ACTION ITEM
Beneath this task are records; print exactly the stretch of them from the line with "assert_eq!(n, 0);" through the line with "or deletion failed.", both ends included.

INPUT DATA

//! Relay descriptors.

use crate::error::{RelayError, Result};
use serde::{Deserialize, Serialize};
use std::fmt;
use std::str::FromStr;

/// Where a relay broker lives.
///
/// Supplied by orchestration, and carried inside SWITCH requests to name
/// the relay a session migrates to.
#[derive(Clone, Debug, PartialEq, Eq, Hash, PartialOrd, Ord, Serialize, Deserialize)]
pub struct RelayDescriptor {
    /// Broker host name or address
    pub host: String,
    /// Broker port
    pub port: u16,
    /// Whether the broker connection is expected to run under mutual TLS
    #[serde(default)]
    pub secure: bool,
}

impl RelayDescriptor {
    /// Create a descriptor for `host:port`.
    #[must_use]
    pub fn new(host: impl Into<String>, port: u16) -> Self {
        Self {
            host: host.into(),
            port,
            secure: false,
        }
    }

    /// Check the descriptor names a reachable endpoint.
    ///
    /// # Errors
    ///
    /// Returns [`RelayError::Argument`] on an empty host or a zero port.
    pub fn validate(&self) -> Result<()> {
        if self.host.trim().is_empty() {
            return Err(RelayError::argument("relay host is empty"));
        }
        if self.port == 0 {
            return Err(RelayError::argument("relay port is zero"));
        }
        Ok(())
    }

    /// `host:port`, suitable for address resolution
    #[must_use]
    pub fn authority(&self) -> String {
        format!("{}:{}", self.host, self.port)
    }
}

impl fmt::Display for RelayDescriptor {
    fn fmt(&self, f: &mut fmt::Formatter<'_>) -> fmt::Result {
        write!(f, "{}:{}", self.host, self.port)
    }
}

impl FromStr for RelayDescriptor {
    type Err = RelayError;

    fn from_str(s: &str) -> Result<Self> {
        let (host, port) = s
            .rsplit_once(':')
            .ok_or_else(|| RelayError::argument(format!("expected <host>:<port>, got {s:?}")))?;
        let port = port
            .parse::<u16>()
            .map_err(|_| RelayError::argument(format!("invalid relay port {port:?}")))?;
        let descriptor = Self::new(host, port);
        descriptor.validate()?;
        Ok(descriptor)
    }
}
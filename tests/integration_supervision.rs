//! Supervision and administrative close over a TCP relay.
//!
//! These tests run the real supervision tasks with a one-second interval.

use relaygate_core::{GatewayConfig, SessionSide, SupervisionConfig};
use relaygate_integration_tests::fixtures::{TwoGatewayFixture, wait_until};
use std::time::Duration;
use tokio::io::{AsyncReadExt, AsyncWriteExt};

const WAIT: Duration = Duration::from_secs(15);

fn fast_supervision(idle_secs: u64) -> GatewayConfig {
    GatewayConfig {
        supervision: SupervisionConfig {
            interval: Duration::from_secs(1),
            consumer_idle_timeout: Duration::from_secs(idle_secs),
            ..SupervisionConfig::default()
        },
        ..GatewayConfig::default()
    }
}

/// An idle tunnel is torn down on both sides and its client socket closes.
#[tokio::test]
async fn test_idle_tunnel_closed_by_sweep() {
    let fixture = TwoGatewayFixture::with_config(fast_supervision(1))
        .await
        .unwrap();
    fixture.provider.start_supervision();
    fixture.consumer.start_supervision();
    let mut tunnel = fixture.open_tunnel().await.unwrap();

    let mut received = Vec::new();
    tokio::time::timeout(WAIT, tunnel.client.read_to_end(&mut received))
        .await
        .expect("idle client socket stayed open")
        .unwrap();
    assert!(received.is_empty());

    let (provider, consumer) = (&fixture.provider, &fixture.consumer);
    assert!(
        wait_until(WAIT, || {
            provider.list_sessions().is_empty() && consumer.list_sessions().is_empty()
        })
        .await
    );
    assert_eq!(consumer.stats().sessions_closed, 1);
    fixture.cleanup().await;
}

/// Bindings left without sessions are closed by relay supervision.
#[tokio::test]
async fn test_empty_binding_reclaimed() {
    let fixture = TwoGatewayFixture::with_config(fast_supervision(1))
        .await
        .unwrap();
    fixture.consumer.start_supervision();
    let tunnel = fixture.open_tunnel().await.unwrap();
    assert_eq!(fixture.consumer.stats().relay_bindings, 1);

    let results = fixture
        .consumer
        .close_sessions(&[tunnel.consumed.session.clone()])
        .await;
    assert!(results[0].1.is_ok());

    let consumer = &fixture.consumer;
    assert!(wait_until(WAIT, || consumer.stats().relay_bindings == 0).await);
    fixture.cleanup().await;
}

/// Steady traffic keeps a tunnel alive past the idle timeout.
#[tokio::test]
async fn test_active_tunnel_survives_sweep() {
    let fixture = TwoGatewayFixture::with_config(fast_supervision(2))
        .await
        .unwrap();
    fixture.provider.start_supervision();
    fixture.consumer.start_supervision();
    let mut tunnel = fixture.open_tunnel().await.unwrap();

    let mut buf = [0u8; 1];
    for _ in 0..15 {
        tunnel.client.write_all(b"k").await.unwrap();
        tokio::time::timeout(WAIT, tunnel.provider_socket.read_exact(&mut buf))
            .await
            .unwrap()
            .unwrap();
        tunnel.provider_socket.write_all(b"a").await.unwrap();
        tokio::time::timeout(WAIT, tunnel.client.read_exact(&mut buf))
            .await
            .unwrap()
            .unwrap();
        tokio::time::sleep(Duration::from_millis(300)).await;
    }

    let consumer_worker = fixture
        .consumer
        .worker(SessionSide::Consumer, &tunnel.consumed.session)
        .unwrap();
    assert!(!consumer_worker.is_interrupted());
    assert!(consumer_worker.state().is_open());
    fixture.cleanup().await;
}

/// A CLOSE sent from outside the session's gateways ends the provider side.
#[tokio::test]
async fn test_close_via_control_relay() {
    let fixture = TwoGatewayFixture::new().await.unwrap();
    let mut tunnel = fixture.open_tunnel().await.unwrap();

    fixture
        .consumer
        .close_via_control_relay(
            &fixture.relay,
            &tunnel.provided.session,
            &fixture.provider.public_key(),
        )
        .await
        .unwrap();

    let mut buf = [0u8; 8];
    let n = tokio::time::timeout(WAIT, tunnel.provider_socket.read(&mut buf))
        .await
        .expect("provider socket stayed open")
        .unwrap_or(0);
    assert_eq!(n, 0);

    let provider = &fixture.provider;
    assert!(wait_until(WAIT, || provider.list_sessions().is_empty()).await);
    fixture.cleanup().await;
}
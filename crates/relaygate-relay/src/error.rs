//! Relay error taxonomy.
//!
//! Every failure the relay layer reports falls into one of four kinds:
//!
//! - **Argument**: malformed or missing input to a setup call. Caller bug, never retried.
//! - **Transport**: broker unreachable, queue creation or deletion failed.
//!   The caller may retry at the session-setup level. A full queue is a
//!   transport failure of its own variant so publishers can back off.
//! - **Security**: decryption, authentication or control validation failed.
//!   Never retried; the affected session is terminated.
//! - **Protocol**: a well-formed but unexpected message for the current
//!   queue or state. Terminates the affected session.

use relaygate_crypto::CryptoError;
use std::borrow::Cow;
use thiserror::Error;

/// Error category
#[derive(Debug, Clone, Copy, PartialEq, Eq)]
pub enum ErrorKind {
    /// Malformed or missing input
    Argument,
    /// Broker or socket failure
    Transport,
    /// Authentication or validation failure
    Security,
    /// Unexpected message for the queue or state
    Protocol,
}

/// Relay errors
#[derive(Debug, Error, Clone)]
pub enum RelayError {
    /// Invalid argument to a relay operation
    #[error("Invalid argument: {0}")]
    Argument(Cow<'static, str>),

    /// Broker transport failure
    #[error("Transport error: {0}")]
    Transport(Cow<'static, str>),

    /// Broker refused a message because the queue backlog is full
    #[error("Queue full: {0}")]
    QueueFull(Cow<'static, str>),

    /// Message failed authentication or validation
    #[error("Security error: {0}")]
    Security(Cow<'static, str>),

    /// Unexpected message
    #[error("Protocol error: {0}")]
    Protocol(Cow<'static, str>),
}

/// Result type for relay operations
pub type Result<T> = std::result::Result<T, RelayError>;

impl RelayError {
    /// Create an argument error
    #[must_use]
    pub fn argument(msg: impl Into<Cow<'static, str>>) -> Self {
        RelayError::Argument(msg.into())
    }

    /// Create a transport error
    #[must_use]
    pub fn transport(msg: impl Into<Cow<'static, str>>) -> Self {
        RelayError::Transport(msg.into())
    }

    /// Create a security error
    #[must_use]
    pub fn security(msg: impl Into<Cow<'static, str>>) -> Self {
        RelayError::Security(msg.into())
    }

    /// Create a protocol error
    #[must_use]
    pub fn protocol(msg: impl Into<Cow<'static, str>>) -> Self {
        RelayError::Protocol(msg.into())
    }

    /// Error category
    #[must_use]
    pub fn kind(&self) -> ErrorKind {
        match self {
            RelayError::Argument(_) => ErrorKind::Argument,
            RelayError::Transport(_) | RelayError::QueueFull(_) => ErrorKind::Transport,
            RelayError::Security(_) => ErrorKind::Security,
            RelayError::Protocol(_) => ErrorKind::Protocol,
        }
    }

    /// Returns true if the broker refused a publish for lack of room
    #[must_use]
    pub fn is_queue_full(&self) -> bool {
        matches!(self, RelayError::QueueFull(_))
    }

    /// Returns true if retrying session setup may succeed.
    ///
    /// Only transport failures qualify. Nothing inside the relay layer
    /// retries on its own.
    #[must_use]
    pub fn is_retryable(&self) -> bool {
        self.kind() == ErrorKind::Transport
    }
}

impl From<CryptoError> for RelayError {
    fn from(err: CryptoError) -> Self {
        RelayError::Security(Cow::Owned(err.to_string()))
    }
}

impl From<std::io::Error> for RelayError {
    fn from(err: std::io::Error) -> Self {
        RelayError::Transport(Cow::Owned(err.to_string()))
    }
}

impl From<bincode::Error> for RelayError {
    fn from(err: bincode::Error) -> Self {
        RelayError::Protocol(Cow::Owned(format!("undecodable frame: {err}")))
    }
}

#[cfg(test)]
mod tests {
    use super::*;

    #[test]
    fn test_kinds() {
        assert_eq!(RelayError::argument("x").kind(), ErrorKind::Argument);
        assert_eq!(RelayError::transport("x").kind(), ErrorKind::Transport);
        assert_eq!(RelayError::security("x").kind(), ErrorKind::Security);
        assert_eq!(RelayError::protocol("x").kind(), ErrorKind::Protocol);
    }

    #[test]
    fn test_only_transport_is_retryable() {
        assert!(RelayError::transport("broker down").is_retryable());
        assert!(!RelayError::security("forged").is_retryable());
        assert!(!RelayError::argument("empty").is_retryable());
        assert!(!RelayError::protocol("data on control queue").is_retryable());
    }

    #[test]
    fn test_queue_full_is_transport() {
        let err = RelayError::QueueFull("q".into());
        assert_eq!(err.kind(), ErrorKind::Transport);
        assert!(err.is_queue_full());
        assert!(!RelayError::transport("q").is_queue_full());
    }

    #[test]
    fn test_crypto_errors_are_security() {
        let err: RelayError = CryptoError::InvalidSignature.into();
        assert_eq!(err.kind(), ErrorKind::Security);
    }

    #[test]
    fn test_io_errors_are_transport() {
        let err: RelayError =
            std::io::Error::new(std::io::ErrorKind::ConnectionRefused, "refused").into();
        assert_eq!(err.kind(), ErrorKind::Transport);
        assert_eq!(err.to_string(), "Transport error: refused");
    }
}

THE ANSWER
    assert_eq!(n, 0);

    let provider = &fixture.provider;
    assert!(wait_until(WAIT, || provider.list_sessions().is_empty()).await);
    fixture.cleanup().await;
}
filename crates/relaygate-relay/src/error.rs
//! Relay error taxonomy.
//!
//! Every failure the relay layer reports falls into one of four kinds:
//!
//! - **Argument**: malformed or missing input to a setup call. Caller bug, never retried.
//! - **Transport**: broker unreachable, queue creation or deletion failed.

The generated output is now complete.